HITLER: We haven’t come here to talk about the lovely view or the weather!

Austria has anyway never done anything which was of help to the German Reich….I am resolutely determined to make an end to all this business.  The German Reich is a great power.  Nobody can and nobody will interfere if it restores order on its frontiers. 

SCHUSCHNIGG: We simply have to go on living alongside one another, the little state next to the big one. We have no other choice.

And that is why I ask you to tell me what your concrete complaints are. We will do all in our power to sort things out and establish a friendly relationship, as far as it is possible to do so.

HITLER: That’s what you say, Herr Schuschnigg. And I am telling you that I intend to clear up the whole of the so-called Austrian question—one way or another. Do you think I don’t know that you are fortifying Austria’s border with the Reich? 

SCHUSCHNIGG: There can be no suggestion at all of that—

HITLER: Ridiculous explosive chambers are being built under bridges and roads—

This was a lie, and Hitler knew it was a lie. But no matter. It gave him an excuse to threaten to destroy Austria—as he was to destroy so many other nations during the next seven years. 

HITLER: I have only to give one command and all this comic stuff on the border will be blown to pieces overnight. You don’t seriously think you could hold me up, even for half an hour, do you?

Who knows—perhaps you will find me one morning in Vienna like a spring storm. Then you will go through something!  I’d like to spare the Austrians that. 

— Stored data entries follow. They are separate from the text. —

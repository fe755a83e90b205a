//! Configuration invariants
//!
//! Structural checks only. Nothing in here touches the filesystem, so a
//! `ConfigurationError` always means the configuration itself is wrong.

/// Configuration validation result type
pub type ConfigResult<T> = Result<T, ConfigurationError>;

/// Which configuration invariant was violated
#[derive(Debug, Clone, PartialEq, Eq, thiserror::Error)]
#[non_exhaustive]
pub enum ConfigurationError {
    #[error("trustStorePath is required")]
    MissingTrustStorePath,

    #[error(
        "keyStorePath and keyStorePassword must both be present or both be absent \
         (keyStorePath {}, keyStorePassword {})",
        presence(.key_store_path),
        presence(.key_store_password)
    )]
    KeyStorePasswordMismatch {
        key_store_path: bool,
        key_store_password: bool,
    },

    #[error("keyStorePath must be present if keyStoreKeyAlias is present")]
    KeyAliasWithoutKeyStorePath,

    #[error("unsupported store type '{0}', expected JKS or PKCS12")]
    UnknownStoreType(String),
}

fn presence(present: &bool) -> &'static str {
    if *present { "present" } else { "absent" }
}

/// Checks the key store invariants given which optional fields are set.
///
/// # Errors
///
/// Returns `ConfigurationError::KeyStorePasswordMismatch` if exactly one of
/// the key store path and password is set, and
/// `ConfigurationError::KeyAliasWithoutKeyStorePath` if an alias is set
/// without a key store path. The pairing check runs first.
pub fn validate_key_store(
    has_path: bool,
    has_password: bool,
    has_alias: bool,
) -> ConfigResult<()> {
    if has_path != has_password {
        return Err(ConfigurationError::KeyStorePasswordMismatch {
            key_store_path: has_path,
            key_store_password: has_password,
        });
    }

    if has_alias && !has_path {
        return Err(ConfigurationError::KeyAliasWithoutKeyStorePath);
    }

    Ok(())
}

The S.A. [Hitler’s private army of Stormtroopers] and the [Condor] lLegion [which had bombed much of Spain into rubble during the three-year Spanish Civil War] would come in after the troops and nobody—not even I—could stop them from wreaking vengeance.

Schnuschigg made a cardinal mistake in dealing with Hitler: He showed fear.  And this was precisely what the Nazi dictator looked for in an opponent.

Contrary to popular belief, Hitler did not constantly rage at everyone. On the contrary: he could, when he desired, be charming, especially to women.  He used rage as a weapon, knowing that most people feel intimidated by it. 

Republicans have profited by the same strategy.

In the case of Schuschnigg, Hitler opened with insults and threats at the outset of their discussion.  Then there was a period of calm, to convince the Austrian chancellor the worst was over.

Finally, he once again attacked—this time with so much fury that Schuschnigg was terrified into submission.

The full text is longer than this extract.